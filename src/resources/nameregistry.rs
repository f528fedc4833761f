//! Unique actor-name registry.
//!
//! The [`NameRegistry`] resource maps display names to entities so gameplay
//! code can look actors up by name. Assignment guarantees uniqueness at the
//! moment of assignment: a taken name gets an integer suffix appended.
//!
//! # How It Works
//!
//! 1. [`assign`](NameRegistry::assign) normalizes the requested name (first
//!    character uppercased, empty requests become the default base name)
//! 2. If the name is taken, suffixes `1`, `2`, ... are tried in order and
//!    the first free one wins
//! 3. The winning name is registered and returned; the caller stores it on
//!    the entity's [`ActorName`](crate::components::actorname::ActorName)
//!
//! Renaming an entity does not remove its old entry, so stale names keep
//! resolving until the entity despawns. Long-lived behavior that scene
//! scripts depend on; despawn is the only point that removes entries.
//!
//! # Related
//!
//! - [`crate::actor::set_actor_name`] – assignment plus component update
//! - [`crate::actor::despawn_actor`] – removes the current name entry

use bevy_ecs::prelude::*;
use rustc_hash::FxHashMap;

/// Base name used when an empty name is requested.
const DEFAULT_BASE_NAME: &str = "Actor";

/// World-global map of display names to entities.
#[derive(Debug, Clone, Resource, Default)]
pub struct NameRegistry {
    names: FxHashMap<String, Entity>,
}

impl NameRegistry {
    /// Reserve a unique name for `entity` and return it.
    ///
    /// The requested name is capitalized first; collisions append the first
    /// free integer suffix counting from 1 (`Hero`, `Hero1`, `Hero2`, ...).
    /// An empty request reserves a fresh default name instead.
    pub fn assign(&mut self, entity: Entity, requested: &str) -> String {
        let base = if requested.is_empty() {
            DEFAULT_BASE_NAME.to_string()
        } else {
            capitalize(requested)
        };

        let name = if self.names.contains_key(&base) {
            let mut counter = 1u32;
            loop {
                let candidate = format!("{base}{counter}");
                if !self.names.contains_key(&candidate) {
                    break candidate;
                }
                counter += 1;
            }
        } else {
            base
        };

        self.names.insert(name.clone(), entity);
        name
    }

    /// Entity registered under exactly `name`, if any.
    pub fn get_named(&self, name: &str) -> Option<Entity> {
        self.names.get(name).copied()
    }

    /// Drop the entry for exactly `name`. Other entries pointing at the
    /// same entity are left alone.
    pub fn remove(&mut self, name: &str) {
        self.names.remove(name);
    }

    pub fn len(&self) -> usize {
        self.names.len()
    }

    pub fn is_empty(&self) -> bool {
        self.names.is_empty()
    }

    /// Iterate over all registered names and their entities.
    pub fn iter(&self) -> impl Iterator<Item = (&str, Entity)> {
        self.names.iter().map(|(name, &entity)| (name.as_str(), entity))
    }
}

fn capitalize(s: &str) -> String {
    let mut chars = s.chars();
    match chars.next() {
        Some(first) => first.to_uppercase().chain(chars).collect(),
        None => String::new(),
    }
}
+++
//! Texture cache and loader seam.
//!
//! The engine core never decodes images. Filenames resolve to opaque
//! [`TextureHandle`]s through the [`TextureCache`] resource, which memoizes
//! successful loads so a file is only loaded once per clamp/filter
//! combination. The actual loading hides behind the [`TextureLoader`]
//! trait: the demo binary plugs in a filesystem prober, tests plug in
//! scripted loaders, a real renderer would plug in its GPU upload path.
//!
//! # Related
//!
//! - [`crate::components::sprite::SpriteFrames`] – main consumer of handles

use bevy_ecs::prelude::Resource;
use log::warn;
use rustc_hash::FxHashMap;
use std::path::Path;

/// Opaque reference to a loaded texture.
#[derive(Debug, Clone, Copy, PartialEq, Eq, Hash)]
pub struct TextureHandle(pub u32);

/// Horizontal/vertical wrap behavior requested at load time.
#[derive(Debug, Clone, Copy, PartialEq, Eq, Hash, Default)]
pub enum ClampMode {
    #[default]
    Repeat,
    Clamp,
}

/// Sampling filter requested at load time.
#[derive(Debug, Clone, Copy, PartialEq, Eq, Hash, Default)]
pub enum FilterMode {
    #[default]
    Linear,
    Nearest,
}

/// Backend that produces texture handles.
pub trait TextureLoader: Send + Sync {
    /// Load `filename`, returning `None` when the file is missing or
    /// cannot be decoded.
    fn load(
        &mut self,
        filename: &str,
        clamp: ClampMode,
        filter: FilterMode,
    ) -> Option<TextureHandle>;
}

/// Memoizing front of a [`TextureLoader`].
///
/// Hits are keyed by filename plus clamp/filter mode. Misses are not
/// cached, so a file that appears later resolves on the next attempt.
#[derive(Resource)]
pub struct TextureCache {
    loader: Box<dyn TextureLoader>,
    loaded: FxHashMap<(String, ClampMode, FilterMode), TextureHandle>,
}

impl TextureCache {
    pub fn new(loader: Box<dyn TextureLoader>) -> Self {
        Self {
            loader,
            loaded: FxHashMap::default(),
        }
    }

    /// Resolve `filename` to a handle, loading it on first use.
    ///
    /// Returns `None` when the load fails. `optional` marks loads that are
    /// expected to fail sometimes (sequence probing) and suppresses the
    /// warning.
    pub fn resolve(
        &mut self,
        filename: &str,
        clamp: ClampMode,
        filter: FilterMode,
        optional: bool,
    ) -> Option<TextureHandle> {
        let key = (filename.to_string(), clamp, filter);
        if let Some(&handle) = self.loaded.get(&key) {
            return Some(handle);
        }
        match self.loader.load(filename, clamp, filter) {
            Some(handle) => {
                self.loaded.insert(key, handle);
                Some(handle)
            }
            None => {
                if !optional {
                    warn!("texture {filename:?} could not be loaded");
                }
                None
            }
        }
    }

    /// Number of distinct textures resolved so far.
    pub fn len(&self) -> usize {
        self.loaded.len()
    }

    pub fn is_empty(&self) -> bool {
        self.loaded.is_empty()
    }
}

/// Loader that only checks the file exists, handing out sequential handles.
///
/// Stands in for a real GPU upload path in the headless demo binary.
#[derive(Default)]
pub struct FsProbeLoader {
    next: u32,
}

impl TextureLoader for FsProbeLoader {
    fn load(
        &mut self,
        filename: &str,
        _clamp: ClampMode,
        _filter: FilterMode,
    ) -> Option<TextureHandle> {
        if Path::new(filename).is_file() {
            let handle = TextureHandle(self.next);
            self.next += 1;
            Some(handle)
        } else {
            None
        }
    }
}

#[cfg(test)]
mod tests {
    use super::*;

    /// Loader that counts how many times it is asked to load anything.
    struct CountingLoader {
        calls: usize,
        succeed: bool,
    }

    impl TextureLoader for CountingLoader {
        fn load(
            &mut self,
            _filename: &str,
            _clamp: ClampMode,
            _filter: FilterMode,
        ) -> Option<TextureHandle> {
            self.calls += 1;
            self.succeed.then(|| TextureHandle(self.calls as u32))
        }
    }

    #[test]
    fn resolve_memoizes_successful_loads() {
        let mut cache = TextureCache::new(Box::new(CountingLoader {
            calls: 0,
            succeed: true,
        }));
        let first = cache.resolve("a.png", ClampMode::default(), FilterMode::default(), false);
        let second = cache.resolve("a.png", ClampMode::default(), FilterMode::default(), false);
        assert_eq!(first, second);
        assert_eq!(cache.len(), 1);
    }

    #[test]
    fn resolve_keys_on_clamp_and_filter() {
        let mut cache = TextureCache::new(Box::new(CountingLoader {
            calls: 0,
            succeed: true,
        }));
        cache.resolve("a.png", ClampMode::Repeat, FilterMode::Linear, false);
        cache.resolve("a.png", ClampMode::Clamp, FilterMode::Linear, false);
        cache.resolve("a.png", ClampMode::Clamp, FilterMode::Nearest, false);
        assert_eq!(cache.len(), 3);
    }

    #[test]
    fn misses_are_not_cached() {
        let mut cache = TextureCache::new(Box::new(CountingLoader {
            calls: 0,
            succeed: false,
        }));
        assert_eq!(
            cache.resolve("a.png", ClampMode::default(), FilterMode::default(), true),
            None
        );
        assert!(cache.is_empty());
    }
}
+++
Would you retype exactly the lines above, from the line with "self.loaded.insert(key, handle);" to the line with "to load anything.", with both end lines kept and nothing more?

                self.loaded.insert(key, handle);
                Some(handle)
            }
            None => {
                if !optional {
                    warn!("texture {filename:?} could not be loaded");
                }
                None
            }
        }
    }

    /// Number of distinct textures resolved so far.
    pub fn len(&self) -> usize {
        self.loaded.len()
    }

    pub fn is_empty(&self) -> bool {
        self.loaded.is_empty()
    }
}

/// Loader that only checks the file exists, handing out sequential handles.
///
/// Stands in for a real GPU upload path in the headless demo binary.
#[derive(Default)]
pub struct FsProbeLoader {
    next: u32,
}

impl TextureLoader for FsProbeLoader {
    fn load(
        &mut self,
        filename: &str,
        _clamp: ClampMode,
        _filter: FilterMode,
    ) -> Option<TextureHandle> {
        if Path::new(filename).is_file() {
            let handle = TextureHandle(self.next);
            self.next += 1;
            Some(handle)
        } else {
            None
        }
    }
}

#[cfg(test)]
mod tests {
    use super::*;

    /// Loader that counts how many times it is asked to load anything.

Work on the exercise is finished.